The UK’s Shoebox Films and Sonia Friedman Production have produced the feature for BBC Film and BBC Two, with Endeavor Content on board to handle worldwide sales outside of the UK. A first look at the film has been released today and can be seen here.
The film will air on BBC Two in the UK in the coming months but may receive a theatrical release internationally.
The script is by Dennis Kelly, who previously collaborated with Horgan on sitcom Pulling and also wrote Jude Law feature Black Sea and TV mystery dramas Utopia and The Third Day.
Together spans the first days of the lockdown in March 2020 to the present day. Horgan plays a charity worker, credited as ‘She’, while McAvoy plays ‘He’, the owner of a computing consultancy who has been forced to furlough his staff and take up growing vegetables. Arty is their 10 year-old son and the one thing that has kept his parents relationship together - until lockdown.
The feature shot over 10 days from April 21 to May 5, and was filmed in one house, where the entirely of the story unfolds. A reduced crew shot the feature under Covid-safe protocols.
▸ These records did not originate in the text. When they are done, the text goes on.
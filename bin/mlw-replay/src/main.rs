//! ---
//! mlw_section: "01-core-functionality"
//! mlw_subsection: "binary"
//! mlw_type: "source"
//! mlw_scope: "code"
//! mlw_description: "Binary entrypoint replaying triggers through the reaction cycle."
//! mlw_version: "v0.0.0-prealpha"
//! mlw_owner: "tbd"
//! ---
use std::io::BufRead;
use std::path::PathBuf;
use std::sync::Arc;

use anyhow::{Context, Result};
use async_trait::async_trait;
use clap::Parser;
use mlw_common::config::WrapperConfig;
use mlw_common::logging::{init_tracing, LogTarget};
use mlw_core::{AnalysisOutput, AnalysisTool, ReactionCycle, ToolOptions};
use mlw_msg::{InMemoryTransport, OutgoingMessage, RetrievedData};
use prometheus::{Encoder, Registry, TextEncoder};
use serde_json::{json, Value};
use tracing::info;

#[derive(Debug, Parser)]
#[command(
    author,
    version,
    about = "Replay trigger payloads through the reaction cycle",
    long_about = None
)]
struct Cli {
    #[arg(long, value_name = "FILE", help = "Path to configuration file")]
    config: Option<PathBuf>,

    #[arg(long, help = "Topic the triggers arrive on [default: the model's trigger topic]")]
    topic: Option<String>,

    #[arg(long, help = "Publish results to the temporary sub topic")]
    temporary: bool,

    #[arg(long, help = "Print the recorded metrics after the replay")]
    metrics: bool,

    #[arg(
        value_name = "TRIGGER",
        help = "Trigger payload files; one payload per stdin line when omitted"
    )]
    triggers: Vec<PathBuf>,
}

/// Answers every trigger with the data it carried.
struct PassthroughTool;

#[async_trait]
impl AnalysisTool for PassthroughTool {
    async fn run(&self, message: &OutgoingMessage) -> Result<AnalysisOutput> {
        Ok(match message.incoming().data()? {
            RetrievedData::SensorUpdate { table, .. } | RetrievedData::TimeSeries(table) => {
                table.clone().into()
            }
            RetrievedData::MultipleTimeSeries(tables) => tables.clone().into(),
            RetrievedData::Text(record) => record.clone().into(),
        })
    }
}

#[tokio::main]
async fn main() -> Result<()> {
    let cli = Cli::parse();
    let mut candidates = Vec::new();
    if let Some(path) = &cli.config {
        candidates.push(path.clone());
    }
    candidates.push(PathBuf::from("configs/tool.toml"));

    let loaded = WrapperConfig::load_with_source(&candidates)?;
    let mut config = loaded.config;
    // stdout carries the published messages
    config.logging.target = LogTarget::Stderr;
    init_tracing("mlw-replay", &config.logging)?;
    info!(config_path = %loaded.source.display(), "configuration loaded");

    let topic = match cli.topic {
        Some(topic) => topic,
        None => config
            .subscription_topics()?
            .pop()
            .context("configuration yields no trigger topic")?,
    };
    let payloads = read_payloads(&cli.triggers)?;

    let transport = InMemoryTransport::new();
    let registry = Registry::new();
    let cycle = ReactionCycle::builder(
        config,
        ToolOptions::new(cli.temporary),
        Arc::new(PassthroughTool),
        Arc::new(transport.clone()),
    )
    .metrics(&registry)
    .build()?;

    cycle.start_up().await?;
    for payload in &payloads {
        transport.inject(&topic, payload);
    }
    cycle.shut_down().await?;

    for message in transport.published() {
        let payload = serde_json::from_str::<Value>(&message.payload)
            .unwrap_or_else(|_| Value::String(message.payload.clone()));
        println!(
            "{}",
            json!({"topic": message.topic, "qos": message.qos, "payload": payload})
        );
    }
    if cli.metrics {
        let mut buffer = Vec::new();
        TextEncoder::new().encode(&registry.gather(), &mut buffer)?;
        eprint!("{}", String::from_utf8_lossy(&buffer));
    }
    info!(triggers = payloads.len(), topic = %topic, "replay finished");
    Ok(())
}

fn read_payloads(paths: &[PathBuf]) -> Result<Vec<String>> {
    if paths.is_empty() {
        let mut payloads = Vec::new();
        for line in std::io::stdin().lock().lines() {
            let line = line.context("failed to read stdin")?;
            if !line.trim().is_empty() {
                payloads.push(line);
            }
        }
        return Ok(payloads);
    }
    paths
        .iter()
        .map(|path| {
            std::fs::read_to_string(path)
                .with_context(|| format!("unable to read trigger {}", path.display()))
        })
        .collect()
}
It marks the first feature from Daldry since 2014’s Trash, having previously directed Billy Elliot, The Hours and The Reader as well as episodes of Netflix drama The Crown.
Producers are Guy Heeley, whose features include Locke and Denial, and theatre producer Sonia Friedman, whose TV credits include Uncle Vanya, The Dresser and Wolf Hall. Executive producers are Dennis Kelly, BBC Film director Rose Garnett and the BBC’s Gaynor Holmes.